Death is part of life. (Genesis 23:2): “Sarah died in Kiryat Arba, that is Hebron, in the land of Canaan, and Abraham proceeded to mourn for Sarah and to bewail her.” Our legacy in life is far more than an accumulation of the facts of our lives, but is rather about what we do in this life.  The English author, Samuel Johnson, writes, “It matters not how a person dies, but how they live.  The act of dying is not of importance, for it lasts so short a time.”   Our lives are measured at the time of our death; our death is measured by the way we live our years.

Know you are blessed.  (Genesis 24:1): “Abraham was old, well advanced in years, and Adonai had blessed Abraham in everything.”   Is this to say that when we have everything we are blessed? Calling something a ‘blessing’ is to name it as a spiritual value or goal; we feel ‘blessed’ by things we really value. The vision of an ideal life is one that encompasses emotional, material, and spiritual goals. Abraham is blessed in everything here because not because he has what he has, but because he is aware of it and values it.  Pirkei Avot 4.1 teaches: ‘Who is rich? One who is content with their lot.’ Cultivate an attitude of gratitude.

Awe moves us to prayer.  (Genesis 24:12): “And he [Eliezer] prayed: ‘Adonai, God of my master Abraham, please cause to happen to me today, and do a kindness for my master Abraham.” Sent on a most important journey, Eliezer carries a great weight on his shoulders – to find a suitable match for Isaac, one which will impact the future of Abraham’s offspring and the future of the Jewish people as promised by God.  As he prepares for this task, these words stumble forth from his lips.  What elicits words and feelings of deep prayer and petition?  Awe.  Being aware of the world that is larger than us, deeper than our understanding, is what enables prayer to bubble up.  We are able to reach inward and upward, making room for holiness, for God’s presence to be with us.  We live in an awesome world – great, mighty, overwhelming, beautiful, and in need of our honoring that with the way we live our lives.  Cultivate awe.

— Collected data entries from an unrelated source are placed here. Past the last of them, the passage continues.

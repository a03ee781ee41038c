use crate::chains::ChainId;

const DEFAULT_PER_PAGE: i64 = 50;

/// Sort key for event log reads
#[derive(Clone, Copy, Debug, Default, Eq, PartialEq)]
pub enum EventLogsOrderBy {
    #[default]
    Id,
    BlockNumber,
    BlockTimestamp,
}

/// Filter, sort and pagination parameters for reading ingested event
/// logs back out of the store. All filters are optional and combine
/// with AND.
///
/// # Example
/// ```
/// use evindex::{ChainId, EventLogsOrderBy, EventLogsQuery};
///
/// EventLogsQuery::new()
///     .with_chain(&ChainId::Mainnet)
///     .with_address("0xBC4CA0EdA7647A8aB7C2061c2E118A18a936f13D")
///     .order_by(EventLogsOrderBy::BlockNumber)
///     .descending()
///     .paginate(0, 100);
/// ```
#[derive(Clone, Debug)]
pub struct EventLogsQuery {
    pub chain_id: Option<i64>,
    pub address: Option<String>,
    pub transaction_hash: Option<String>,
    pub block_hash: Option<String>,
    pub topic0: Option<String>,
    pub topic1: Option<String>,
    pub topic2: Option<String>,
    pub topic3: Option<String>,
    pub from_block_number: Option<i64>,
    pub to_block_number: Option<i64>,
    pub from_block_timestamp: Option<i64>,
    pub to_block_timestamp: Option<i64>,
    pub order_by: EventLogsOrderBy,
    pub is_descending: bool,
    pub page: i64,
    pub per_page: i64,
}

impl Default for EventLogsQuery {
    fn default() -> Self {
        Self::new()
    }
}

impl EventLogsQuery {
    pub fn new() -> Self {
        Self {
            chain_id: None,
            address: None,
            transaction_hash: None,
            block_hash: None,
            topic0: None,
            topic1: None,
            topic2: None,
            topic3: None,
            from_block_number: None,
            to_block_number: None,
            from_block_timestamp: None,
            to_block_timestamp: None,
            order_by: EventLogsOrderBy::default(),
            is_descending: false,
            page: 0,
            per_page: DEFAULT_PER_PAGE,
        }
    }

    pub fn with_chain(mut self, chain_id: &ChainId) -> Self {
        self.chain_id = Some(*chain_id as i64);
        self
    }

    pub fn with_address(mut self, address: &str) -> Self {
        self.address = Some(address.to_lowercase());
        self
    }

    pub fn with_transaction_hash(mut self, transaction_hash: &str) -> Self {
        self.transaction_hash = Some(transaction_hash.to_lowercase());
        self
    }

    pub fn with_block_hash(mut self, block_hash: &str) -> Self {
        self.block_hash = Some(block_hash.to_lowercase());
        self
    }

    pub fn with_topic(mut self, index: usize, topic: &str) -> Self {
        let topic = Some(topic.to_lowercase());

        match index {
            0 => self.topic0 = topic,
            1 => self.topic1 = topic,
            2 => self.topic2 = topic,
            3 => self.topic3 = topic,
            _ => (),
        }

        self
    }

    /// Restricts results to `from..=to` block numbers
    pub fn with_block_range(mut self, from: u64, to: u64) -> Self {
        self.from_block_number = Some(from as i64);
        self.to_block_number = Some(to as i64);
        self
    }

    /// Restricts results to `from..=to` block timestamps, in unix
    /// seconds
    pub fn with_time_range(mut self, from: u64, to: u64) -> Self {
        self.from_block_timestamp = Some(from as i64);
        self.to_block_timestamp = Some(to as i64);
        self
    }

    pub fn order_by(mut self, order_by: EventLogsOrderBy) -> Self {
        self.order_by = order_by;
        self
    }

    pub fn descending(mut self) -> Self {
        self.is_descending = true;
        self
    }

    /// Pages are zero-based
    pub fn paginate(mut self, page: i64, per_page: i64) -> Self {
        self.page = page.max(0);
        self.per_page = per_page.max(1);
        self
    }

    pub(crate) fn get_offset(&self) -> i64 {
        self.page * self.per_page
    }
}
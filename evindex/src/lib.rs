mod chains;
mod checkpoints;
pub mod commit;
mod config;
mod contracts;
pub mod decoders;
mod diesel;
pub mod events;
mod hashes;
pub mod providers;
pub mod reorg;
mod repos;
pub mod scanner;
mod subscription;
mod workers;

pub use chains::{Chain, ChainId};
pub use checkpoints::{Checkpoint, UnsavedCheckpoint};
pub use config::Config;
pub use contracts::{Contract, ContractAddress, ContractEventTopic, EventSignature};
pub use events::{DecodedEvent, EventLog, EventLogsOrderBy, EventLogsQuery};
pub use providers::{Provider, ProviderError};
pub use repos::*;
pub use workers::Workers;

use std::fmt::Debug;
use std::sync::Arc;

use config::ConfigError;

#[cfg(feature = "postgres")]
pub use repos::{PostgresRepo, PostgresRepoConn, PostgresRepoPool};

#[cfg(feature = "postgres")]
pub type EvindexRepo = PostgresRepo;

#[cfg(feature = "postgres")]
pub type EvindexRepoPool = PostgresRepoPool;

#[cfg(feature = "postgres")]
pub type EvindexRepoConn<'a> = PostgresRepoConn<'a>;

#[cfg(feature = "postgres")]
pub use repos::PostgresRepoAsyncConnection as EvindexRepoAsyncConnection;

pub enum EvindexError {
    Config(ConfigError),
    Repo(RepoError),
}

impl From<ConfigError> for EvindexError {
    fn from(value: ConfigError) -> Self {
        EvindexError::Config(value)
    }
}

impl From<RepoError> for EvindexError {
    fn from(value: RepoError) -> Self {
        EvindexError::Repo(value)
    }
}

impl Debug for EvindexError {
    fn fmt(&self, f: &mut std::fmt::Formatter<'_>) -> std::fmt::Result {
        match self {
            EvindexError::Config(config_error) => {
                write!(f, "Config Error: {:?}", config_error)
            }
            EvindexError::Repo(repo_error) => {
                write!(f, "Repo Error: {:?}", repo_error)
            }
        }
    }
}

/// Validates the config, migrates storage and starts every worker:
/// scanners, chain subscriptions and the reorg consumer. The returned
/// [`Workers`] stops them all.
pub async fn index(config: &Config) -> Result<Workers, EvindexError> {
    config.validate()?;

    setup(config).await?;

    let registry = Arc::new(decoders::get_registry(&config.contracts));

    Ok(workers::spawn(config, registry))
}

/// Runs the storage migrations without starting any worker. Useful
/// for deploy steps that migrate ahead of rolling out the indexer.
pub async fn setup(config: &Config) -> Result<(), EvindexError> {
    let Config { repo, .. } = config;
    let pool = repo.get_pool(1).await?;
    let mut conn = EvindexRepo::get_conn(&pool).await?;

    EvindexRepo::migrate(&mut conn, EvindexRepo::get_migrations()).await?;

    Ok(())
}
mod migrations;

use diesel::pg::Pg;
use diesel::{upsert::excluded, ExpressionMethods, OptionalExtension, QueryDsl};
use diesel_async::{pooled_connection::AsyncDieselConnectionManager, AsyncPgConnection};
use diesel_async::{scoped_futures::ScopedFutureExt, AsyncConnection, RunQueryDsl};
use futures_util::future::BoxFuture;

use crate::checkpoints::{Checkpoint, UnsavedCheckpoint};
use crate::diesel::schema::evindex_event_logs;
use crate::events::{EventLog, EventLogsOrderBy, EventLogsQuery};

use super::repo::{Repo, RepoError};

pub use diesel_async::AsyncConnection as PostgresRepoAsyncConnection;

pub type Conn<'a> = bb8::PooledConnection<'a, AsyncDieselConnectionManager<AsyncPgConnection>>;
pub type Pool = bb8::Pool<AsyncDieselConnectionManager<AsyncPgConnection>>;

impl From<diesel::result::Error> for RepoError {
    fn from(error: diesel::result::Error) -> Self {
        RepoError::Unknown(error.to_string())
    }
}

#[derive(Clone, Debug)]
pub struct PostgresRepo {
    url: String,
}

impl PostgresRepo {
    pub fn new(url: &str) -> Self {
        Self {
            url: url.to_string(),
        }
    }
}

#[async_trait::async_trait]
impl Repo for PostgresRepo {
    type Pool = Pool;
    type Conn<'a> = Conn<'a>;

    async fn get_pool(&self, max_size: u32) -> Result<Pool, RepoError> {
        let manager = AsyncDieselConnectionManager::<AsyncPgConnection>::new(&self.url);

        bb8::Pool::builder()
            .max_size(max_size)
            .build(manager)
            .await
            .map_err(|_| RepoError::NotConnected)
    }

    async fn get_conn<'a>(pool: &'a Pool) -> Result<Conn<'a>, RepoError> {
        pool.get().await.map_err(|_| RepoError::NotConnected)
    }

    async fn run_in_transaction<'a, F>(conn: &mut Conn<'a>, repo_ops: F) -> Result<(), RepoError>
    where
        F: for<'b> FnOnce(&'b mut Conn<'a>) -> BoxFuture<'b, Result<(), RepoError>>
            + Send
            + Sync
            + 'a,
    {
        conn.transaction::<(), RepoError, _>(|transaction_conn| {
            async move { (repo_ops)(transaction_conn).await }.scope_boxed()
        })
        .await
    }

    async fn execute_raw_query<'a>(conn: &mut Conn<'a>, query: &str) -> Result<(), RepoError> {
        diesel::sql_query(query).execute(conn).await?;

        Ok(())
    }

    async fn get_checkpoint<'a>(
        conn: &mut Conn<'a>,
        chain_id_: i64,
        address_: &str,
    ) -> Result<Option<Checkpoint>, RepoError> {
        use crate::diesel::schema::evindex_checkpoints::dsl::*;

        Ok(evindex_checkpoints
            .filter(chain_id.eq(chain_id_))
            .filter(address.eq(address_))
            .first::<Checkpoint>(conn)
            .await
            .optional()?)
    }

    async fn get_checkpoints<'a>(
        conn: &mut Conn<'a>,
        chain_id_: i64,
    ) -> Result<Vec<Checkpoint>, RepoError> {
        use crate::diesel::schema::evindex_checkpoints::dsl::*;

        Ok(evindex_checkpoints.filter(chain_id.eq(chain_id_)).load(conn).await?)
    }

    async fn get_checkpoint_for_update<'a>(
        conn: &mut Conn<'a>,
        chain_id_: i64,
        address_: &str,
    ) -> Result<Option<Checkpoint>, RepoError> {
        use crate::diesel::schema::evindex_checkpoints::dsl::*;

        Ok(evindex_checkpoints
            .filter(chain_id.eq(chain_id_))
            .filter(address.eq(address_))
            .for_update()
            .first::<Checkpoint>(conn)
            .await
            .optional()?)
    }

    async fn upsert_checkpoint<'a>(
        conn: &mut Conn<'a>,
        checkpoint: &UnsavedCheckpoint,
    ) -> Result<(), RepoError> {
        use crate::diesel::schema::evindex_checkpoints::dsl::*;

        diesel::insert_into(evindex_checkpoints)
            .values(checkpoint)
            .on_conflict((chain_id, address))
            .do_update()
            .set((
                block_number.eq(excluded(block_number)),
                block_hash.eq(excluded(block_hash)),
                updated_at.eq(excluded(updated_at)),
            ))
            .execute(conn)
            .await?;

        Ok(())
    }

    async fn create_event_logs<'a>(
        conn: &mut Conn<'a>,
        event_logs: &[EventLog],
    ) -> Result<(), RepoError> {
        use crate::diesel::schema::evindex_event_logs::dsl::*;

        diesel::insert_into(evindex_event_logs)
            .values(event_logs)
            .on_conflict((chain_id, address, block_number, transaction_hash, log_index))
            .do_update()
            .set((
                block_hash.eq(excluded(block_hash)),
                topic0.eq(excluded(topic0)),
                topic1.eq(excluded(topic1)),
                topic2.eq(excluded(topic2)),
                topic3.eq(excluded(topic3)),
                data.eq(excluded(data)),
                decoded_event.eq(excluded(decoded_event)),
                transaction_index.eq(excluded(transaction_index)),
                block_timestamp.eq(excluded(block_timestamp)),
            ))
            .execute(conn)
            .await?;

        Ok(())
    }

    async fn delete_event_logs_above<'a>(
        conn: &mut Conn<'a>,
        chain_id_: i64,
        address_: &str,
        block_number_: i64,
    ) -> Result<(), RepoError> {
        use crate::diesel::schema::evindex_event_logs::dsl::*;

        diesel::delete(
            evindex_event_logs
                .filter(chain_id.eq(chain_id_))
                .filter(address.eq(address_))
                .filter(block_number.gt(block_number_)),
        )
        .execute(conn)
        .await?;

        Ok(())
    }

    async fn get_event_logs_page_desc<'a>(
        conn: &mut Conn<'a>,
        chain_id_: i64,
        address_: &str,
        max_block_number: i64,
        page: i64,
        per_page: i64,
    ) -> Result<Vec<EventLog>, RepoError> {
        use crate::diesel::schema::evindex_event_logs::dsl::*;

        Ok(evindex_event_logs
            .filter(chain_id.eq(chain_id_))
            .filter(address.eq(address_))
            .filter(block_number.le(max_block_number))
            .order((block_number.desc(), log_index.desc()))
            .limit(per_page)
            .offset(page * per_page)
            .load(conn)
            .await?)
    }

    async fn query_event_logs<'a>(
        conn: &mut Conn<'a>,
        query: &EventLogsQuery,
    ) -> Result<Vec<EventLog>, RepoError> {
        use crate::diesel::schema::evindex_event_logs::dsl::*;

        let filtered = apply_event_logs_filters(evindex_event_logs.into_boxed(), query);

        let ordered = match (query.order_by, query.is_descending) {
            (EventLogsOrderBy::Id, false) => filtered.order(id.asc()),
            (EventLogsOrderBy::Id, true) => filtered.order(id.desc()),
            (EventLogsOrderBy::BlockNumber, false) => {
                filtered.order((block_number.asc(), log_index.asc()))
            }
            (EventLogsOrderBy::BlockNumber, true) => {
                filtered.order((block_number.desc(), log_index.desc()))
            }
            (EventLogsOrderBy::BlockTimestamp, false) => {
                filtered.order((block_timestamp.asc(), log_index.asc()))
            }
            (EventLogsOrderBy::BlockTimestamp, true) => {
                filtered.order((block_timestamp.desc(), log_index.desc()))
            }
        };

        Ok(ordered.limit(query.per_page).offset(query.get_offset()).load(conn).await?)
    }

    async fn count_event_logs<'a>(
        conn: &mut Conn<'a>,
        query: &EventLogsQuery,
    ) -> Result<i64, RepoError> {
        use crate::diesel::schema::evindex_event_logs::dsl::*;

        Ok(
            apply_event_logs_filters(evindex_event_logs.count().into_boxed(), query)
                .get_result(conn)
                .await?,
        )
    }

    async fn get_all_event_logs<'a>(conn: &mut Conn<'a>) -> Result<Vec<EventLog>, RepoError> {
        use crate::diesel::schema::evindex_event_logs::dsl::*;

        Ok(evindex_event_logs.load(conn).await?)
    }
}

fn apply_event_logs_filters<'a, ST>(
    filtered: evindex_event_logs::BoxedQuery<'a, Pg, ST>,
    query: &EventLogsQuery,
) -> evindex_event_logs::BoxedQuery<'a, Pg, ST> {
    use crate::diesel::schema::evindex_event_logs::dsl::*;

    let mut filtered = filtered;

    if let Some(value) = query.chain_id {
        filtered = filtered.filter(chain_id.eq(value));
    }
    if let Some(value) = query.address.clone() {
        filtered = filtered.filter(address.eq(value));
    }
    if let Some(value) = query.transaction_hash.clone() {
        filtered = filtered.filter(transaction_hash.eq(value));
    }
    if let Some(value) = query.block_hash.clone() {
        filtered = filtered.filter(block_hash.eq(value));
    }
    if let Some(value) = query.topic0.clone() {
        filtered = filtered.filter(topic0.eq(value));
    }
    if let Some(value) = query.topic1.clone() {
        filtered = filtered.filter(topic1.eq(value));
    }
    if let Some(value) = query.topic2.clone() {
        filtered = filtered.filter(topic2.eq(value));
    }
    if let Some(value) = query.topic3.clone() {
        filtered = filtered.filter(topic3.eq(value));
    }
    if let Some(value) = query.from_block_number {
        filtered = filtered.filter(block_number.ge(value));
    }
    if let Some(value) = query.to_block_number {
        filtered = filtered.filter(block_number.le(value));
    }
    if let Some(value) = query.from_block_timestamp {
        filtered = filtered.filter(block_timestamp.ge(value));
    }
    if let Some(value) = query.to_block_timestamp {
        filtered = filtered.filter(block_timestamp.le(value));
    }

    filtered
}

The power of love can bring great comfort.  (Genesis 24:67): “And Isaac brought her [Rebekah] into the tent of his mother Sarah; he took Rebekah, and she became his wife and he loved her.   Thus did Isaac take comfort after the death of his mother.”  Sometimes in loneliness or grief, it is not words that bring healing, but a loving presence that will enable us to move forward, back into life.  In times of darkness, keep your heart open to those who love you; let their presence be your light and your comfort in your darkest moments.